Fil d'Ariane
Il y a onze ans, les femmes n’étaient pas reconnues comme co-responsables au sein de la famille. Et la répudiation, le fait de rompre le mariage par la décision unilatérale d’un époux, le plus souvent le renvoi de la femme par son mari, était légale. « En cela, le Code de la famille, la Moudawana promulguée en 2004, est une avancée », souligne Hicham Houdaïfa. Mais il dénonce par ailleurs le manque de travail de sensibilisation à ces nouvelles dispositions, notamment dans les villages enclavés, où la répudiation est encore de mise. « Et les rares démarches ont été proposées en langue arabe, alors que les populations locales sont berbérophones ou amazighophones. » La Moudawana devait aussi permettre la diminution des mariages de mineurs. C’est loin d’être le cas. En 2013, ce n’est pas moins de 33 000 mariages qui ont été prononcés par un juge. « Cela représente 11 à 12% des mariages légaux, le double d’avant le Code de la famille ».
Son modèle, Albert Londres, qui arpentait le monde au début du XXème siècle. À la manière de grand reporter français, auteur du célèbre « Au bagne », Hicham Houdaïfa a souhaité « décrire la réalité avec une certaine froideur ». Mais reconnaît que son livre est aussi un plaidoyer pour lutter contre toutes ces violences faîtes aux femmes, en devenant « volontairement ou involontairement » porte-parole de la société civile, avec laquelle il partage la même volonté de réformer le code pénal. « Lorsque une femme se fait violer, elle doit obligatoirement en fournir la preuve, sous peine d’être elle-même condamnée par la justice.
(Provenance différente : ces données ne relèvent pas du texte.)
//! 工具层：Tool trait、注册表、分发器与内置工具

pub mod calculator;
pub mod dispatcher;
pub mod finish;
pub mod memory;
pub mod registry;
pub mod search;
pub mod webpage;

use std::sync::Arc;

pub use calculator::CalculatorTool;
pub use dispatcher::ToolDispatcher;
pub use finish::{FinishTool, FINISH_TOOL_NAME};
pub use memory::{RetrieveMemoryTool, SaveMemoryTool};
pub use registry::{Tool, ToolProvenance, ToolRegistry};
pub use search::SearchTool;
pub use webpage::GetWebpageTool;

use crate::config::ToolsSection;
use crate::memory::LongTermMemory;

/// 默认工具集（不含 Finish，由引擎在构造时置于首位）
pub fn default_registry(tools: &ToolsSection, memory: Arc<dyn LongTermMemory>) -> ToolRegistry {
    let mut registry = ToolRegistry::new();
    registry.register(SearchTool::new(
        tools.serp_api_key.clone().unwrap_or_default(),
        tools.search_location.clone(),
        tools.timeout_secs,
    ));
    registry.register(GetWebpageTool::new(tools.timeout_secs, tools.max_result_chars));
    registry.register(CalculatorTool);
    registry.register(RetrieveMemoryTool::new(memory.clone()));
    registry.register(SaveMemoryTool::new(memory));
    registry
}
//! Finish：终止动作，原样返回参数作为最终答案

use async_trait::async_trait;

use crate::tools::Tool;

/// 终止动作名
pub const FINISH_TOOL_NAME: &str = "Finish";

const REPLY_DESCRIPTION: &str =
    "Return a response to the user. This should be the last action you take. Finish[Your reply]";
const COMPONENT_DESCRIPTION: &str = "Return a response to the user. You should also include a component with this action on the next line. Finish[Your reply]";

pub struct FinishTool {
    description: &'static str,
}

impl FinishTool {
    pub fn new() -> Self {
        Self {
            description: REPLY_DESCRIPTION,
        }
    }

    /// Component 引擎使用：提示模型在下一行给出组件
    pub fn with_component() -> Self {
        Self {
            description: COMPONENT_DESCRIPTION,
        }
    }
}

impl Default for FinishTool {
    fn default() -> Self {
        Self::new()
    }
}

#[async_trait]
impl Tool for FinishTool {
    fn name(&self) -> &str {
        FINISH_TOOL_NAME
    }

    fn description(&self) -> &str {
        self.description
    }

    async fn invoke(&self, argument: &str) -> Result<String, String> {
        Ok(argument.to_string())
    }
}
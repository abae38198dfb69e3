//! 引擎能力接口：call / reset
//!
//! ReAct 引擎、Component 引擎、任务队列引擎互不继承，各自实现 Executor。

use async_trait::async_trait;

use crate::core::AgentError;

/// 可被 Agent 驱动的引擎：单次 call 顺序执行到结束或出错；reset 清空引擎私有状态
#[async_trait]
pub trait Executor: Send {
    /// call 的返回值（纯文本回复、带组件的回复等）
    type Output: std::fmt::Display + Send;

    async fn call(&mut self, input: &str) -> Result<Self::Output, AgentError>;

    fn reset(&mut self);
}
//! 短期记忆：对话历史
//!
//! 以 Interaction（input + response）为单位追加记录，只在 reset 时清空；
//! build_prompt 从历史拼出有 token 上限的上下文（超出时从最旧的交互开始省略，存储本身不受影响）。

use serde::{Deserialize, Serialize};

use crate::memory::TokenEstimator;

/// 消息角色（与 LLM API 一致）
#[derive(Clone, Copy, Debug, PartialEq, Eq, Serialize, Deserialize)]
#[serde(rename_all = "lowercase")]
pub enum Role {
    User,
    Assistant,
    System,
}

/// 单条消息
#[derive(Clone, Debug, PartialEq, Serialize, Deserialize)]
pub struct Message {
    pub role: Role,
    pub content: String,
    #[serde(default, skip_serializing_if = "Option::is_none")]
    pub name: Option<String>,
}

impl Message {
    pub fn user(content: impl Into<String>) -> Self {
        Self {
            role: Role::User,
            content: content.into(),
            name: None,
        }
    }

    pub fn assistant(content: impl Into<String>) -> Self {
        Self {
            role: Role::Assistant,
            content: content.into(),
            name: None,
        }
    }

    pub fn system(content: impl Into<String>) -> Self {
        Self {
            role: Role::System,
            content: content.into(),
            name: None,
        }
    }

    pub fn with_name(mut self, name: impl Into<String>) -> Self {
        self.name = Some(name.into());
        self
    }
}

/// 一轮交互；Observation 以空 input 记录
#[derive(Clone, Debug, PartialEq, Eq, Serialize, Deserialize)]
pub struct Interaction {
    pub input: String,
    pub response: String,
}

impl Interaction {
    fn render(&self) -> String {
        if self.input.is_empty() {
            self.response.clone()
        } else {
            format!("{}\n{}", self.input, self.response)
        }
    }
}

/// 对话记忆：追加有序，build_prompt 受 max_context_tokens 约束
#[derive(Clone, Debug)]
pub struct ConversationMemory {
    interactions: Vec<Interaction>,
    max_context_tokens: usize,
}

impl ConversationMemory {
    pub fn new(max_context_tokens: usize) -> Self {
        Self {
            interactions: Vec::new(),
            max_context_tokens,
        }
    }

    pub fn add_interaction(&mut self, input: impl Into<String>, response: impl Into<String>) {
        self.interactions.push(Interaction {
            input: input.into(),
            response: response.into(),
        });
    }

    pub fn interactions(&self) -> &[Interaction] {
        &self.interactions
    }

    /// 拼出「历史 + 新的种子行」；种子行总是保留，历史从最新往前尽量装入预算
    pub fn build_prompt(&self, seed: &str) -> String {
        let mut budget = self
            .max_context_tokens
            .saturating_sub(TokenEstimator::estimate(seed));
        let mut kept: Vec<String> = Vec::new();
        for interaction in self.interactions.iter().rev() {
            let rendered = interaction.render();
            let cost = TokenEstimator::estimate(&rendered);
            if cost > budget {
                break;
            }
            budget -= cost;
            kept.push(rendered);
        }
        kept.reverse();
        kept.push(seed.to_string());
        kept.join("\n")
    }

    pub fn reset(&mut self) {
        self.interactions.clear();
    }

    pub fn len(&self) -> usize {
        self.interactions.len()
    }

    pub fn is_empty(&self) -> bool {
        self.interactions.is_empty()
    }
}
Idem pour le harcèlement ».
Quelques dispositions économiques voient le jour, comme des aides financières pour les veuves. Bien trop insuffisant pour Hicham Houdaïfa qui préconise même de mettre en place un « plan Marshall » pour aider les mères seules à s'en sortir financièrement.
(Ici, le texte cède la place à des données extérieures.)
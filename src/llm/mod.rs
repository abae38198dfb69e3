//! LLM 层：客户端抽象、传输层重试与实现（OpenAI 兼容 / Scripted）

pub mod mock;
pub mod openai;
pub mod traits;

pub use mock::{RecordedRequest, ScriptedLlmClient};
pub use openai::{OpenAiClient, TokenUsage};
pub use traits::{CompletionOptions, LlmClient, LlmError, RetryConfig, RetryingLlmClient};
Et les « femmes mules », qui par milliers traversent chaque jour la frontière entre le Maroc et les enclaves espagnoles, transportant des dizaines de kilos de marchandises exonérées de taxe ? Elles sont absentes, malgré un titre évocateur. Un sujet abondamment traité ces derniers temps selon l’auteur, qui précise ne pas être exhaustif en introduction. « Il fallait faire des choix pour sortir ce livre. C’est un début, les situations de précarité ne manquent pas au Maroc ». Il continue d’ailleurs ses investigations par le biais de la presse écrite. Et appelle d’autres journalistes à poursuivre le travail, « avec l’idée de dénoncer ces injustices. » C’est l’objectif qu’il veut donner à sa nouvelle collection Enquêtes.